Here in the UK, you'd be hard pushed to get an analogue oscilloscope for that.
$100 is about £60 - you can certainly get a used analogue 'scope for that although getting much over 50MHz bandwidth might be challenging.
Scope prices at radio rallies are generally much better than ebay.
There are no good digital 'scopes for that, perhaps a Hantek USB 'scope?
I don't think there are
any new DSO's except the various USB ones and toy "pocket sized" ones which can be had for $100.
At that price pickings are likely to be slim so the best used DSO at that price will be the once you can actually get hold of. That said they can and do appear and sell on ebay UK for that sort of money - eg see
this listing for a Gould 1602.
For less than $100 you are likely to be looking at one of the early DSO's - these usually offer pretty low sample rates and where they have higher bandwidth they will only offer "equivalent time sampling". Sometimes this generation of oscilloscopes had both analogue and digital functionality (which can be useful).
However you need to be aware that digital oscilloscopes of this age are likely to be irreparable if they break.
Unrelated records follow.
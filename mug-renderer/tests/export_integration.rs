//! End-to-end tests driving a [`Document`] through the CPU rasterizer:
//! intent dispatch, preview refresh, snapshot restore, and the mirrored
//! export raster.

use std::io::Cursor;

use mug_core::render::{RasterOptions, SceneRasterizer};
use mug_core::{Document, Intent, IntentOutcome, LayerAction, NodePatch};
use mug_renderer::PixmapRasterizer;

fn solid_png(width: u32, height: u32, color: [u8; 4]) -> Vec<u8> {
    let img = image::RgbaImage::from_pixel(width, height, image::Rgba(color));
    let mut bytes = Cursor::new(Vec::new());
    image::DynamicImage::ImageRgba8(img)
        .write_to(&mut bytes, image::ImageFormat::Png)
        .expect("encode test png");
    bytes.into_inner()
}

fn new_document() -> Document {
    Document::new(Box::new(PixmapRasterizer::new()))
}

#[test]
fn test_design_session_end_to_end() {
    let mut document = new_document();
    assert!(document.preview().is_some());

    // Add a text node: it becomes active and the preview refreshes.
    let outcome = document
        .apply(Intent::AddText {
            content: "Nouveau texte".to_string(),
        })
        .expect("add text");
    assert_eq!(outcome, IntentOutcome::Mutated);
    assert_eq!(document.scene().len(), 1);
    let selection = document.selection().expect("selection");
    assert_eq!(selection.kind, "text");
    assert_eq!(selection.text.as_deref(), Some("Nouveau texte"));

    // Single-node layer move is a clamped mutation, order unchanged.
    let text_id = document.scene().nodes()[0].id;
    document
        .apply(Intent::Layer(LayerAction::Back))
        .expect("layer");
    assert_eq!(document.scene().nodes()[0].id, text_id);

    // An oversized upload lands downscaled to half the canvas width.
    let outcome = document
        .apply(Intent::AddImage {
            bytes: solid_png(4000, 4000, [40, 90, 160, 255]),
        })
        .expect("add image");
    assert_eq!(outcome, IntentOutcome::Mutated);
    let selection = document.selection().expect("selection");
    assert_eq!(selection.kind, "image");
    assert_eq!(selection.width, Some(4000));
    let effective_width = 4000.0 * selection.scale_x;
    assert!((effective_width - 1240.0).abs() < 0.5);

    // Reselect and delete the text node.
    document.set_active(Some(text_id));
    document.apply(Intent::DeleteActive).expect("delete");
    assert_eq!(document.scene().len(), 1);
    assert!(document.selection().is_none());

    // No text left, so the export is unmirrored at native resolution.
    let artifact = match document.apply(Intent::ExportRequest).expect("export") {
        IntentOutcome::Export(artifact) => artifact,
        other => panic!("expected export outcome, got {other:?}"),
    };
    assert!(artifact.filename.starts_with("lempreinte-mug-"));
    assert!(artifact.filename.ends_with(".png"));
    let decoded = image::load_from_memory(&artifact.png).expect("valid png");
    assert_eq!(decoded.width(), 2480);
    assert_eq!(decoded.height(), 1063);

    let rasterizer = PixmapRasterizer::new();
    let plain = rasterizer
        .rasterize(document.scene(), &RasterOptions::export(false))
        .expect("plain render");
    assert_eq!(artifact.png, plain);
}

#[test]
fn test_export_mirrors_when_text_present() {
    let mut document = new_document();
    document
        .apply(Intent::AddImage {
            bytes: solid_png(300, 200, [200, 40, 40, 255]),
        })
        .expect("add image");
    // Push the image off-center so the mirror is visible.
    document
        .apply(Intent::UpdateObject(NodePatch {
            x: Some(500.0),
            ..NodePatch::default()
        }))
        .expect("move");
    document
        .apply(Intent::AddText {
            content: "sublimation".to_string(),
        })
        .expect("add text");

    let artifact = document.export().expect("export");
    let rasterizer = PixmapRasterizer::new();
    let plain = rasterizer
        .rasterize(document.scene(), &RasterOptions::export(false))
        .expect("plain render");

    let mirrored = image::load_from_memory(&artifact.png)
        .expect("valid png")
        .to_rgba8();
    let plain = image::load_from_memory(&plain).expect("valid png").to_rgba8();
    assert_eq!(mirrored.dimensions(), plain.dimensions());

    let width = plain.width();
    let mut differs = false;
    for y in (0..plain.height()).step_by(7) {
        for x in (0..width).step_by(7) {
            assert_eq!(
                mirrored.get_pixel(x, y),
                plain.get_pixel(width - 1 - x, y),
                "mirror law broken at ({x}, {y})"
            );
            if mirrored.get_pixel(x, y) != plain.get_pixel(x, y) {
                differs = true;
            }
        }
    }
    assert!(differs, "mirrored export should not equal the plain render");
}

#[test]
fn test_snapshot_restores_design_in_fresh_document() {
    let mut document = new_document();
    document
        .apply(Intent::AddImage {
            bytes: solid_png(64, 64, [10, 180, 60, 255]),
        })
        .expect("add image");
    document
        .apply(Intent::AddText {
            content: "gravé".to_string(),
        })
        .expect("add text");
    let snapshot = document.snapshot().expect("snapshot").clone();

    // A fresh document picks the design back up without any re-upload; the
    // embedded asset travels inside the snapshot.
    let mut restored = new_document();
    restored
        .load_snapshot(Some(&snapshot))
        .expect("load snapshot");
    assert_eq!(restored.scene(), document.scene());
    assert!(restored.preview().is_some());

    let json = snapshot.to_json().expect("serialize");
    let reparsed = mug_core::DocumentSnapshot::from_json(&json).expect("parse");
    assert_eq!(reparsed, snapshot);
}

#[test]
fn test_preview_is_half_resolution() {
    let mut document = new_document();
    document
        .apply(Intent::AddText {
            content: "aperçu".to_string(),
        })
        .expect("add text");
    let preview = document.preview().expect("preview");
    let decoded = image::load_from_memory(preview).expect("valid png");
    assert_eq!(decoded.width(), 1240);
    assert_eq!(decoded.height(), 532);
}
Some failures might be fixable, especially problems with dried out electrolytic caps, however to get even the sampling rates that they do offer out of the technology of the day some resorted to tricks such as fast CCD devices coupled to relatively slow ADC's and memory or had quite cutting edge custom ADCs built out of, by today's standards, odd logic families such as ECL.
If these custom chips die there are no replacements. Also few of these 'scopes had schematics available.
You might get a tek 468, or one of the 22xx series digitals, or a Gould. You will be very lucky to get anything more modern.